= Itinerarium Regis Ricardi =

Literary work

The Itinerarium Regis Ricardi (in full, Itinerarium Peregrinorum et Gesta Regis Ricardi) is a Latin prose narrative of the Third Crusade, 1189–1192. The first part of the book concentrates on Saladin's conquests and the early stages of the crusade, with a long description of the expedition of the Emperor Frederick Barbarossa. The rest of the book describes King Richard I of England's participation in the crusade.

The Itinerarium was formerly attributed to Geoffrey de Vinsauf, and was said to be a first-hand narrative. In fact, it was apparently compiled by Richard de Templo, a canon of Holy Trinity, London, in the early 1220s, on the basis of at least two lost contemporary memoirs. The first part is similar to the so-called Latin Continuation of William of Tyre, which seems to be a reworked version of the Itinerarium . The second part, in particular, is closely related to an Anglo-Norman poem on the same subject, Ambroise's L'Estoire de la Guerre Sainte. It is not clear whether or not Richard de Templo went on the Third Crusade, but some of the differences between his text and Ambroise's Estoire indicate that he was writing from first-hand knowledge.

William Stubbs's edition of the Itinerarium (Rolls Series, 1864) appeared before the manuscript of Ambroise's poem was discovered. Hans E. Mayer published an edition of an earlier version of the text in 1962, and Helen J. Nicholson translated Stubbs's edition in 1997.

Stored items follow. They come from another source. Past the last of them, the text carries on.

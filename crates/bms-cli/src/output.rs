//! Output formatting for bms-cli (table, json, csv)

use clap::ValueEnum;
use colored::Colorize;
use serde::Serialize;
use tabled::{Table, Tabled};

/// Output format options
#[derive(Debug, Clone, Copy, Default, PartialEq, Eq, ValueEnum)]
pub enum OutputFormat {
    /// ASCII table format (default)
    #[default]
    Table,
    /// JSON format
    Json,
    /// CSV format
    Csv,
}

/// Context for output rendering
pub struct OutputContext {
    pub format: OutputFormat,
    pub quiet: bool,
}

impl OutputContext {
    pub fn new(format: OutputFormat, no_color: bool, quiet: bool) -> Self {
        if no_color {
            colored::control::set_override(false);
        }
        Self { format, quiet }
    }

    /// Print a success message (unless in quiet mode)
    pub fn success(&self, msg: &str) {
        if !self.quiet {
            println!("{}", msg.green());
        }
    }

    /// Print an info message (unless in quiet mode)
    pub fn info(&self, msg: &str) {
        if !self.quiet {
            println!("{}", msg);
        }
    }

    /// Print a warning message
    pub fn warn(&self, msg: &str) {
        eprintln!("{}", msg.yellow());
    }

    /// Print a section heading (table format only)
    pub fn heading(&self, title: &str) {
        if self.format == OutputFormat::Table && !self.quiet {
            println!("\n{}", title.bold());
        }
    }

    /// Print data in the configured format
    pub fn print<T: Tabled + Serialize>(&self, data: &[T]) {
        match self.format {
            OutputFormat::Table => {
                if data.is_empty() {
                    if !self.quiet {
                        println!("No data");
                    }
                } else {
                    let table = Table::new(data).to_string();
                    println!("{}", table);
                }
            }
            OutputFormat::Json => {
                println!(
                    "{}",
                    serde_json::to_string_pretty(data).unwrap_or_else(|_| "[]".to_string())
                );
            }
            OutputFormat::Csv => {
                print!("{}", to_csv(data));
            }
        }
    }

    /// Print key-value pairs
    pub fn print_kv(&self, pairs: &[(&str, String)]) {
        match self.format {
            OutputFormat::Table => {
                for (key, value) in pairs {
                    println!("{}: {}", key.bold(), value);
                }
            }
            OutputFormat::Json => {
                let map: serde_json::Map<String, serde_json::Value> = pairs
                    .iter()
                    .map(|(k, v)| (k.to_string(), serde_json::Value::String(v.clone())))
                    .collect();
                println!(
                    "{}",
                    serde_json::to_string_pretty(&map).unwrap_or_else(|_| "{}".to_string())
                );
            }
            OutputFormat::Csv => {
                let keys: Vec<String> = pairs.iter().map(|(k, _)| escape_csv(k)).collect();
                println!("{}", keys.join(","));
                let values: Vec<String> = pairs.iter().map(|(_, v)| escape_csv(v)).collect();
                println!("{}", values.join(","));
            }
        }
    }
}

/// Render data as CSV, using the table headers as column names
fn to_csv<T: Tabled>(data: &[T]) -> String {
    let mut out = String::new();
    if data.is_empty() {
        return out;
    }

    let headers: Vec<String> = T::headers().iter().map(|h| escape_csv(h)).collect();
    out.push_str(&headers.join(","));
    out.push('\n');

    for item in data {
        let values: Vec<String> = item.fields().iter().map(|v| escape_csv(v)).collect();
        out.push_str(&values.join(","));
        out.push('\n');
    }
    out
}

/// Escape a value for CSV output
fn escape_csv(value: &str) -> String {
    if value.contains(',') || value.contains('"') || value.contains('\n') {
        format!("\"{}\"", value.replace('"', "\"\""))
    } else {
        value.to_string()
    }
}

// =============================================================================
// Display types for various commands
// =============================================================================

/// Fault bit display for decode and flags commands
#[derive(Debug, Tabled, Serialize)]
pub struct FlagRow {
    #[tabled(rename = "Bit")]
    pub bit: u8,
    #[tabled(rename = "Value")]
    pub value: u32,
    #[tabled(rename = "Name")]
    pub name: String,
    #[tabled(rename = "Description")]
    pub description: String,
}

impl From<&bms_core::FaultType> for FlagRow {
    fn from(t: &bms_core::FaultType) -> Self {
        Self {
            bit: t.bit,
            value: t.value,
            name: t.name.to_string(),
            description: t.description.to_string(),
        }
    }
}

/// Grouped count display for summary command
#[derive(Debug, Tabled, Serialize)]
pub struct CountRow {
    #[tabled(rename = "Name")]
    pub name: String,
    #[tabled(rename = "Count")]
    pub count: usize,
}

/// Fault description count display for summary command
#[derive(Debug, Tabled, Serialize)]
pub struct DescriptionRow {
    #[tabled(rename = "Fault")]
    pub fault: String,
    #[tabled(rename = "Count")]
    pub count: usize,
}

/// Detected fault display for detect command
#[derive(Debug, Tabled, Serialize)]
pub struct DetectionRow {
    #[tabled(rename = "Device")]
    pub device_type: String,
    #[tabled(rename = "Flags")]
    pub fault_flags: u32,
    #[tabled(rename = "Faults")]
    pub names: String,
    #[tabled(rename = "Severity")]
    pub severity: i32,
}
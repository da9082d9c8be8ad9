//! Fault analysis handlers

use axum::extract::{Query, State};
use axum::Json;
use bms_core::aggregate::{self, AggregateSummary, TrendBucket};
use bms_core::{FaultFilter, TimeWindow, TrendRange};
use chrono::{DateTime, Utc};
use serde::{Deserialize, Serialize};

use crate::error::ApiError;
use crate::state::AppState;

#[derive(Deserialize, Default)]
pub struct RangeQuery {
    pub range: Option<String>,
}

#[derive(Serialize)]
pub struct SummaryResponse {
    pub range: TimeWindow,
    /// e.g. "last 24 hours"
    pub description: &'static str,
    pub since: DateTime<Utc>,
    #[serde(flatten)]
    pub summary: AggregateSummary,
}

#[derive(Serialize)]
pub struct TrendsResponse {
    pub range: TrendRange,
    pub bucket_minutes: i64,
    pub items: Vec<TrendBucket>,
}

/// GET /api/v1/analysis/summary?range=30min|1hour|1day
/// Fault statistics over a time window (default: last day)
pub async fn summary(
    State(state): State<AppState>,
    Query(query): Query<RangeQuery>,
) -> Result<Json<SummaryResponse>, ApiError> {
    let window: TimeWindow = match query.range.as_deref() {
        Some(range) => range.parse().map_err(ApiError::BadRequest)?,
        None => TimeWindow::default(),
    };
    let since = window.cutoff(Utc::now());

    let filter = FaultFilter {
        since: Some(since),
        ..Default::default()
    };
    let faults = state.store().list_faults(&filter).await?;

    Ok(Json(SummaryResponse {
        range: window,
        description: window.description(),
        since,
        summary: AggregateSummary::compute(&faults),
    }))
}

/// GET /api/v1/analysis/trends?range=30m|1h|1d
/// Unresolved faults bucketed over time, newest bucket first
pub async fn trends(
    State(state): State<AppState>,
    Query(query): Query<RangeQuery>,
) -> Result<Json<TrendsResponse>, ApiError> {
    let range: TrendRange = match query.range.as_deref() {
        Some(range) => range.parse().map_err(ApiError::BadRequest)?,
        None => TrendRange::default(),
    };
    let now = Utc::now();

    let filter = FaultFilter {
        since: Some(now - range.span()),
        ..FaultFilter::active()
    };
    let faults = state.store().list_faults(&filter).await?;

    Ok(Json(TrendsResponse {
        range,
        bucket_minutes: range.bucket().num_minutes(),
        items: aggregate::fault_trend(&faults, now, range),
    }))
}
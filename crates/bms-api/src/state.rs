//! Application state for the monitoring API

use std::sync::Arc;

use bms_core::{FaultDetector, FaultStore, DEFAULT_OFFLINE_THRESHOLD_SECS};
use chrono::Duration;

/// Application state shared across all handlers
#[derive(Clone)]
pub struct AppState {
    store: Arc<dyn FaultStore>,
    detector: Arc<FaultDetector>,
    /// Silence after which a sensor counts as offline
    offline_threshold: Duration,
}

impl AppState {
    /// Create state over a store, with default detection limits
    pub fn new(store: Arc<dyn FaultStore>) -> Self {
        Self {
            store,
            detector: Arc::new(FaultDetector::default()),
            offline_threshold: Duration::seconds(DEFAULT_OFFLINE_THRESHOLD_SECS),
        }
    }

    /// Replace the fault detector
    pub fn with_detector(mut self, detector: FaultDetector) -> Self {
        self.detector = Arc::new(detector);
        self
    }

    /// Replace the sensor offline threshold
    pub fn with_offline_threshold(mut self, threshold: Duration) -> Self {
        self.offline_threshold = threshold;
        self
    }

    pub fn store(&self) -> &Arc<dyn FaultStore> {
        &self.store
    }

    pub fn detector(&self) -> &FaultDetector {
        &self.detector
    }

    pub fn offline_threshold(&self) -> Duration {
        self.offline_threshold
    }
}
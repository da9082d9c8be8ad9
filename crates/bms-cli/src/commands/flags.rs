//! Flags command - print the fault bit table

use bms_core::FAULT_TYPES;

use crate::output::{FlagRow, OutputContext};

/// Print every defined fault bit
pub fn flags(ctx: &OutputContext) {
    let rows: Vec<FlagRow> = FAULT_TYPES.iter().map(FlagRow::from).collect();
    ctx.print(&rows);
}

Scholars have offered different views as to the date in which the book was composed. Some scholars have argued it was over the period 1194–1201 while others say it was later, approximately 1216–1222.

== Editions ==

- William Stubbs (ed.), Itinerarium Peregrinorum et Gesta Regis Ricardi (1864), available at Google Books.
- Hans E. Mayer, Das Itinerarium Peregrinorum. Eine zeitgenössische englische Chronik zum dritten Kreuzzug in ursprünglicher Gestalt. Stuttgart: Anton Hiersemann, 1962.
- Helen J. Nicholson, The Chronicle of the Third Crusade: The Itinerarium Peregrinorum et Gesta Regis Ricardi. Aldershot: Ashgate, 1997.
- Anon. translation, Itinerary of Richard I and others to the Holy Land (Cambridge, Ontario, 2001) (pdf)

== Extracts ==
In his book "A Knight in Battle", R Ewart Oakeshott includes several passages from the Itinerarium, quoting its author's descriptions of the "Turk" tactics while harassing or attacking the Crusader forces when they were leaving Acre and on their route march from there.